Interessante também é a discussão constitucional, e mais uma vez não há unanimidade entre os constitucionalistas, como constatou o Diário de Notícias em Morte a pedido viola ou não a Constituição?. De facto, os “Constitucionalistas ouvidos pelo DN dividem-se: Costa Andrade, Isabel Moreira e Bacelar de Vasconcelos dizem que não, Paulo Otero e Jorge Miranda pensam o contrário.”



Sobre este tema fico-me por aqui. Por hoje, pois a discussão apenas se iniciou.

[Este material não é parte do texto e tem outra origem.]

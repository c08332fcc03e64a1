//! Resource governor.
//!
//! Every run happens inside a preemptible unit that the governor can abandon:
//! a dedicated thread here, or a worker process in [`crate::core::supervisor`].
//! Both sit behind [`ExecutionBackend`] so the pipeline never knows which one
//! it is using.

use crate::config::descriptor::PolicyDescriptor;
use crate::config::types::{RawOutcome, ResourceLimits, Result, ServiceError};
use crate::exec::validator::ValidatedSubmission;
use crate::runtime::interpreter;
use crossbeam_channel::RecvTimeoutError;
use std::sync::atomic::{AtomicBool, Ordering};
use std::sync::Arc;
use std::thread;
use std::time::{Duration, Instant};

/// Stack reserved for the thread that walks the syntax tree
pub const RUN_STACK_SIZE: usize = 16 * 1024 * 1024;

/// Limits handed to the runtime for one run.
///
/// The runtime polls these; it never picks them.
#[derive(Clone, Debug)]
pub struct Budget {
    cancel: Arc<AtomicBool>,
    deadline: Instant,
    memory_bytes: u64,
}

impl Budget {
    pub fn new(limits: &ResourceLimits) -> Self {
        Self {
            cancel: Arc::new(AtomicBool::new(false)),
            deadline: Instant::now() + limits.wall_clock,
            memory_bytes: limits.memory_bytes,
        }
    }

    /// Ask the run to stop at its next check
    pub fn cancel(&self) {
        self.cancel.store(true, Ordering::SeqCst);
    }

    pub fn is_cancelled(&self) -> bool {
        self.cancel.load(Ordering::Relaxed)
    }

    pub fn deadline_passed(&self) -> bool {
        Instant::now() >= self.deadline
    }

    pub fn time_left(&self) -> Duration {
        self.deadline.saturating_duration_since(Instant::now())
    }

    pub fn memory_bytes(&self) -> u64 {
        self.memory_bytes
    }

    pub fn cancel_flag(&self) -> Arc<AtomicBool> {
        Arc::clone(&self.cancel)
    }
}

/// A way of running validated submissions under the policy's ceilings.
///
/// `Err` is reserved for host failures. Everything the submission itself
/// causes, including hitting a limit, comes back as a [`RawOutcome`].
pub trait ExecutionBackend: Send + Sync {
    fn name(&self) -> &'static str;

    fn execute(
        &self,
        submission: &ValidatedSubmission,
        policy: &Arc<PolicyDescriptor>,
    ) -> Result<RawOutcome>;
}

/// Run `thunk` on a fresh thread and wait at most `limits.wall_clock` for it.
///
/// On expiry the cancellation flag is raised and `TimedOut` is returned at
/// once. The thread is detached; it observes the flag at its next step,
/// and comparisons count a step per element pair.
pub fn guard<F>(thunk: F, limits: ResourceLimits) -> Result<RawOutcome>
where
    F: FnOnce(Budget) -> RawOutcome + Send + 'static,
{
    let budget = Budget::new(&limits);
    let cancel = budget.cancel_flag();
    let (tx, rx) = crossbeam_channel::bounded(1);

    thread::Builder::new()
        .name("learnbox-run".to_string())
        .stack_size(RUN_STACK_SIZE)
        .spawn(move || {
            let outcome = thunk(budget);
            // The receiver is gone when the governor already gave up.
            let _ = tx.send(outcome);
        })
        .map_err(|e| ServiceError::Worker(format!("failed to spawn run thread: {}", e)))?;

    match rx.recv_timeout(limits.wall_clock) {
        Ok(outcome) => Ok(outcome),
        Err(RecvTimeoutError::Timeout) => {
            cancel.store(true, Ordering::SeqCst);
            log::debug!(
                "run exceeded {}ms, cancellation requested",
                limits.wall_clock.as_millis()
            );
            Ok(RawOutcome::TimedOut)
        }
        Err(RecvTimeoutError::Disconnected) => Err(ServiceError::Worker(
            "run thread exited without reporting an outcome".to_string(),
        )),
    }
}

/// In-process backend: one dedicated thread per run
#[derive(Debug, Default)]
pub struct ThreadGovernor;

impl ThreadGovernor {
    pub fn new() -> Self {
        Self
    }
}

impl ExecutionBackend for ThreadGovernor {
    fn name(&self) -> &'static str {
        "thread"
    }

    fn execute(
        &self,
        submission: &ValidatedSubmission,
        policy: &Arc<PolicyDescriptor>,
    ) -> Result<RawOutcome> {
        let submission = submission.clone();
        let run_policy = Arc::clone(policy);
        guard(
            move |budget| interpreter::run(&submission, &run_policy, budget),
            policy.limits(),
        )
    }
}

#[cfg(test)]
mod tests {
    use super::*;
    use crate::config::types::{CapturedOutput, CodeSubmission, OutputIntegrity};
    use crate::exec::validator::validate;

    fn limits(millis: u64) -> ResourceLimits {
        ResourceLimits {
            wall_clock: Duration::from_millis(millis),
            memory_bytes: 1 << 20,
            output_bytes: 1024,
        }
    }

    #[test]
    fn test_budget_reports_limits() {
        let budget = Budget::new(&limits(10_000));
        assert!(!budget.is_cancelled());
        assert!(!budget.deadline_passed());
        assert_eq!(budget.memory_bytes(), 1 << 20);
        budget.cancel();
        assert!(budget.is_cancelled());

        let expired = Budget::new(&limits(0));
        assert!(expired.deadline_passed());
        assert_eq!(expired.time_left(), Duration::ZERO);
    }

    #[test]
    fn test_guard_returns_thunk_outcome() {
        let outcome = guard(
            |_| {
                RawOutcome::Completed(CapturedOutput {
                    text: "done".to_string(),
                    integrity: OutputIntegrity::Complete,
                    dropped_bytes: 0,
                })
            },
            limits(1_000),
        )
        .unwrap();
        assert!(matches!(outcome, RawOutcome::Completed(ref c) if c.text == "done"));
    }

    #[test]
    fn test_guard_cancels_on_timeout() {
        let (seen_tx, seen_rx) = crossbeam_channel::bounded(1);
        let started = Instant::now();
        let outcome = guard(
            move |budget| {
                while !budget.is_cancelled() {
                    thread::sleep(Duration::from_millis(1));
                }
                let _ = seen_tx.send(());
                RawOutcome::Completed(CapturedOutput {
                    text: String::new(),
                    integrity: OutputIntegrity::Complete,
                    dropped_bytes: 0,
                })
            },
            limits(50),
        )
        .unwrap();
        assert_eq!(outcome, RawOutcome::TimedOut);
        assert!(started.elapsed() < Duration::from_secs(2));
        // The abandoned thread sees the flag and winds down.
        assert!(seen_rx.recv_timeout(Duration::from_secs(2)).is_ok());
    }

    #[test]
    fn test_abandoned_comparison_winds_down() {
        let policy = Arc::new(PolicyDescriptor::default());
        let source = "a = [0]\nb = [0]\nfor i in range(40):\n    a = [a, a]\n    b = [b, b]\nprint(a == b)";
        let submission = validate(CodeSubmission::new(source), &policy).unwrap();
        let (done_tx, done_rx) = crossbeam_channel::bounded(1);

        let outcome = guard(
            move |budget| {
                let outcome = interpreter::run(&submission, &policy, budget);
                let _ = done_tx.send(outcome.clone());
                outcome
            },
            limits(100),
        )
        .unwrap();
        assert_eq!(outcome, RawOutcome::TimedOut);
        let finished = done_rx
            .recv_timeout(Duration::from_secs(5))
            .expect("run thread kept comparing after cancellation");
        assert_eq!(finished, RawOutcome::TimedOut);
    }

    #[test]
    fn test_guard_reports_vanished_thread() {
        let result = guard(|_| panic!("boom"), limits(1_000));
        assert!(matches!(result, Err(ServiceError::Worker(_))));
    }

    #[test]
    fn test_thread_governor_runs_and_times_out() {
        let policy = Arc::new(PolicyDescriptor {
            max_wall_clock_millis: 100,
            ..Default::default()
        });
        let backend = ThreadGovernor::new();
        assert_eq!(backend.name(), "thread");

        let ok = validate(CodeSubmission::new("print(6 * 7)"), &policy).unwrap();
        match backend.execute(&ok, &policy).unwrap() {
            RawOutcome::Completed(captured) => assert_eq!(captured.text, "42\n"),
            other => panic!("unexpected outcome {:?}", other),
        }

        let spin = validate(CodeSubmission::new("while True: pass"), &policy).unwrap();
        assert_eq!(backend.execute(&spin, &policy).unwrap(), RawOutcome::TimedOut);
    }
}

Mas o Macroscópio não fica, pois quer deixar-vos ainda mais três sugestões de leitura muito diferentes, para acrescentar alguma variedade e maus "food for thought":
  • Putin is No Ally Against ISIS, de George Soros para o Project Syndicate, onde se defende que o líder russo é mais perigoso para a Europa do que os extremistas do Daesh: “The leaders of the United States and the European Union are making a grievous error in thinking that President Vladimir Putin’s Russia is a potential ally in the fight against the Islamic State. The evidence contradicts them. Putin’s current aim is to foster the EU’s disintegration, and the best way to do so is to flood the EU with Syrian refugees.”
  • Four signs another eurozone financial crisis is looming, de Wolfgang Münchau no Financial Times: “Version 2.0 of the eurozone crisis may look less frightening than the original in some respects but it is worse in others. The bond yields are not quite as high as they were then. The eurozone now has a rescue umbrella in place. The banks have lower levels of leverage. But the banking system has not been cleaned up, there are plenty of zombie lenders around and in contrast to 2010 we are in a deflationary environment.”
  • The Sexual Misery of the Arab World, um texto muito frontal de Kamel Daoud no New York Times: “What long seemed like the foreign spectacles of faraway places now feels like a clash of cultures playing out on the West’s very soil. Differences once defused by distance and a sense of superiority have become an imminent threat. People in the West are discovering, with anxiety and fear, that sex in the Muslim world is sick, and that the disease is spreading to their own lands.”

Suponho que esta última sugestão seja a mais controversa de todas – e já está de resto a suscitar controvérsia no mundo árabe, mas é um texto que me pareceu bastante oportuno depois de, este fim-de-semana se ter celebrado nas redes sociais o facto de, afinal, dos 58 acusados de agressões sexuais na noite de ano novo junto à estação central de Colónia, na Alemanha, só três serem refugiados. Isto quando a maioria dos restantes são magrebinos…

E por hoje é tudo. Reencontramo-nos amanhã. Tenham bom descanso.